176 feet per second


This past weekend I took my father up to Longmont, Colorado to jump out of a plane which has been something that he’s wanted to do for sometime. Without question, partaking in this activity was something that I was quite apprehensive about. My thoughts are best described in excerpt from an email I sent to a great friend and colleague:

“The plane is tiny. Two rows of benches with barely enough room for two people to be facing each other. If you’re on the plane and not the last person in it, the only way you are getting out is by jumping. At the back of the plane there are three lights. Yellow (get ready), green (jump) and red (don’t jump). The yellow light comes on and the instructor tells me, put your goggles on. The plane reduces it’s engine thrust and the door is opened. Unbelievable. The air really cool, not cold, crisp and quite hard to breath and at that point the light turns green. I paid a guy to jump and film me, so he’s the first out of the plane, not jumping however, just hanging like a monkey on the outside of the door. My instructor tells me, get up and we walk over to the door, lean out, and are the first to jump. No are you ready, no taking a second to look out of the plane. Probably one of the wildest feelings being 12,000 feet above earth, falling at 120 miles an hour but not really feeling anything. When we jumped out of the plane we did a long flip, by the time I could see the plane, it had to have been a good 300 or 400 feet away. When you are falling, it is so loud, just the static from the wind. I thought it would always be like one extended ride with my stomach in my feet, but it wasn’t that way. I guess with the point of reference being so far away, your body can’t produce that feeling? It was like that for a split second when you leave the plane. Nothing like the dreams where you are falling and falling.”
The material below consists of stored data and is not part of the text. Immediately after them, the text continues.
use chrono::Utc;
use rusqlite::{params, OptionalExtension, Row};
use toolgrid_types::{GroupId, ServerConfig, ServerGroup, ServerId};

use super::db::{time, Db, StorageError, StorageResult};

#[derive(Clone)]
pub struct ServerStore {
    db: Db,
}

impl ServerStore {
    pub fn new(db: Db) -> Self {
        Self { db }
    }

    pub fn insert(&self, cfg: &ServerConfig) -> StorageResult<()> {
        let now = time::to_sql(Utc::now());
        let result = self.db.with_conn(|conn| {
            conn.execute(
                "INSERT INTO servers
                 (id, name, transport, auth, health_check, rate_limits, metadata, group_id, enabled, created_at, updated_at)
                 VALUES (?1, ?2, ?3, ?4, ?5, ?6, ?7, ?8, ?9, ?10, ?10)",
                params![
                    cfg.id.as_ref(),
                    cfg.name,
                    serde_json::to_string(&cfg.transport).unwrap(),
                    cfg.auth.as_ref().map(|a| serde_json::to_string(a).unwrap()),
                    serde_json::to_string(&cfg.health_check).unwrap(),
                    serde_json::to_string(&cfg.rate_limits).unwrap(),
                    serde_json::to_string(&cfg.metadata).unwrap(),
                    cfg.group_id.as_ref().map(|g| g.as_ref()),
                    cfg.enabled,
                    now,
                ],
            )
        });

        match result {
            Err(StorageError::Sqlite(rusqlite::Error::SqliteFailure(err, _)))
                if err.code == rusqlite::ErrorCode::ConstraintViolation =>
            {
                Err(StorageError::Conflict(format!(
                    "server '{}' already exists",
                    cfg.name
                )))
            }
            other => other.map(|_| ()),
        }
    }

    pub fn update(&self, cfg: &ServerConfig) -> StorageResult<()> {
        let now = time::to_sql(Utc::now());
        let changed = self.db.with_conn(|conn| {
            conn.execute(
                "UPDATE servers SET
                 name = ?2, transport = ?3, auth = ?4, health_check = ?5,
                 rate_limits = ?6, metadata = ?7, group_id = ?8, enabled = ?9, updated_at = ?10
                 WHERE id = ?1",
                params![
                    cfg.id.as_ref(),
                    cfg.name,
                    serde_json::to_string(&cfg.transport).unwrap(),
                    cfg.auth.as_ref().map(|a| serde_json::to_string(a).unwrap()),
                    serde_json::to_string(&cfg.health_check).unwrap(),
                    serde_json::to_string(&cfg.rate_limits).unwrap(),
                    serde_json::to_string(&cfg.metadata).unwrap(),
                    cfg.group_id.as_ref().map(|g| g.as_ref()),
                    cfg.enabled,
                    now,
                ],
            )
        })?;

        if changed == 0 {
            return Err(StorageError::NotFound(format!("server {}", cfg.id)));
        }
        Ok(())
    }

    pub fn get(&self, id: &ServerId) -> StorageResult<Option<ServerConfig>> {
        self.db.with_conn(|conn| {
            conn.query_row(
                "SELECT id, name, transport, auth, health_check, rate_limits, metadata, group_id, enabled
                 FROM servers WHERE id = ?1",
                [id.as_ref()],
                row_to_server,
            )
            .optional()
        })
    }

    pub fn get_by_name(&self, name: &str) -> StorageResult<Option<ServerConfig>> {
        self.db.with_conn(|conn| {
            conn.query_row(
                "SELECT id, name, transport, auth, health_check, rate_limits, metadata, group_id, enabled
                 FROM servers WHERE name = ?1",
                [name],
                row_to_server,
            )
            .optional()
        })
    }

    pub fn list(&self) -> StorageResult<Vec<ServerConfig>> {
        self.db.with_conn(|conn| {
            let mut stmt = conn.prepare(
                "SELECT id, name, transport, auth, health_check, rate_limits, metadata, group_id, enabled
                 FROM servers ORDER BY name",
            )?;
            let rows = stmt.query_map([], row_to_server)?;
            rows.collect()
        })
    }

    /// Deletes the server row; the caller tears down runtime
    /// registrations and embedding rows (it knows the entity ids).
    pub fn delete(&self, id: &ServerId) -> StorageResult<bool> {
        let deleted = self
            .db
            .with_conn(|conn| conn.execute("DELETE FROM servers WHERE id = ?1", [id.as_ref()]))?;
        Ok(deleted > 0)
    }

    pub fn insert_group(&self, group: &ServerGroup) -> StorageResult<()> {
        self.db.with_conn(|conn| {
            conn.execute(
                "INSERT INTO server_groups (id, name, description) VALUES (?1, ?2, ?3)",
                params![group.id.as_ref(), group.name, group.description],
            )
        })?;
        Ok(())
    }

    pub fn list_groups(&self) -> StorageResult<Vec<ServerGroup>> {
        self.db.with_conn(|conn| {
            let mut stmt =
                conn.prepare("SELECT id, name, description FROM server_groups ORDER BY name")?;
            let rows = stmt.query_map([], |row| {
                Ok(ServerGroup {
                    id: parse_id::<GroupId>(row, 0)?,
                    name: row.get(1)?,
                    description: row.get(2)?,
                })
            })?;
            rows.collect()
        })
    }
}

fn row_to_server(row: &Row<'_>) -> rusqlite::Result<ServerConfig> {
    let transport: String = row.get(2)?;
    let auth: Option<String> = row.get(3)?;
    let health_check: String = row.get(4)?;
    let rate_limits: String = row.get(5)?;
    let metadata: String = row.get(6)?;
    let group_id: Option<String> = row.get(7)?;

    Ok(ServerConfig {
        id: parse_id(row, 0)?,
        name: row.get(1)?,
        transport: serde_json::from_str(&transport).map_err(|e| json_err(2, e))?,
        auth: auth
            .map(|raw| serde_json::from_str(&raw).map_err(|e| json_err(3, e)))
            .transpose()?,
        health_check: serde_json::from_str(&health_check).map_err(|e| json_err(4, e))?,
        rate_limits: serde_json::from_str(&rate_limits).map_err(|e| json_err(5, e))?,
        metadata: serde_json::from_str(&metadata).map_err(|e| json_err(6, e))?,
        group_id: group_id
            .map(|raw| GroupId::new(raw).map_err(|e| id_err(7, e)))
            .transpose()?,
        enabled: row.get(8)?,
    })
}

pub(crate) fn parse_id<T>(row: &Row<'_>, idx: usize) -> rusqlite::Result<T>
where
    T: std::str::FromStr,
    T::Err: std::error::Error + Send + Sync + 'static,
{
    let raw: String = row.get(idx)?;
    raw.parse()
        .map_err(|e| rusqlite::Error::FromSqlConversionFailure(
            idx,
            rusqlite::types::Type::Text,
            Box::new(e),
        ))
}

pub(crate) fn json_err(idx: usize, err: serde_json::Error) -> rusqlite::Error {
    rusqlite::Error::FromSqlConversionFailure(idx, rusqlite::types::Type::Text, Box::new(err))
}

fn id_err(idx: usize, err: toolgrid_types::IdError) -> rusqlite::Error {
    rusqlite::Error::FromSqlConversionFailure(idx, rusqlite::types::Type::Text, Box::new(err))
}

#[cfg(test)]
mod tests {
    use super::*;
    use crate::storage::migrations;
    use toolgrid_types::TransportConfig;

    fn store() -> ServerStore {
        let db = Db::open_in_memory().unwrap();
        migrations::apply(&db).unwrap();
        ServerStore::new(db)
    }

    fn server(name: &str) -> ServerConfig {
        ServerConfig {
            id: ServerId::generate(),
            name: name.to_string(),
            transport: TransportConfig::Http {
                url: "http://localhost:4000".to_string(),
                headers: Default::default(),
            },
            auth: None,
            health_check: Default::default(),
            rate_limits: Default::default(),
            metadata: Default::default(),
            group_id: None,
            enabled: true,
        }
    }

    #[test]
    fn crud_roundtrip() {
        let store = store();
        let mut cfg = server("weather");
        store.insert(&cfg).unwrap();

        let loaded = store.get(&cfg.id).unwrap().unwrap();
        assert_eq!(loaded, cfg);
        assert_eq!(store.get_by_name("weather").unwrap().unwrap().id, cfg.id);

        cfg.enabled = false;
        store.update(&cfg).unwrap();
        assert!(!store.get(&cfg.id).unwrap().unwrap().enabled);

        assert!(store.delete(&cfg.id).unwrap());
        assert!(store.get(&cfg.id).unwrap().is_none());
        assert!(!store.delete(&cfg.id).unwrap());
    }

    #[test]
    fn duplicate_name_conflicts() {
        let store = store();
        store.insert(&server("weather")).unwrap();
        assert!(matches!(
            store.insert(&server("weather")),
            Err(StorageError::Conflict(_))
        ));
    }
}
In the end, I guess this is one of those things that you’ve got to do. Once the parachute opens, you’re suspended thousands of feet above the earth and the only audible sounds being that of the ringing in your ears from free fall, the faint flap of the parachute and the voice of your instructor. To paraphrase Ferris Bueller’s Day Off: “I guess everything is peaceful from a thousand feet”.

Experience aside, one thing that I’ll take away from doing this is an appreciation for those who after doing something so many times (my instructor has been jumping for 40 years) still demonstrate an outward appreciation for what they do for a living.

Thanks to those at Mile Hi Skydiving for the great experience.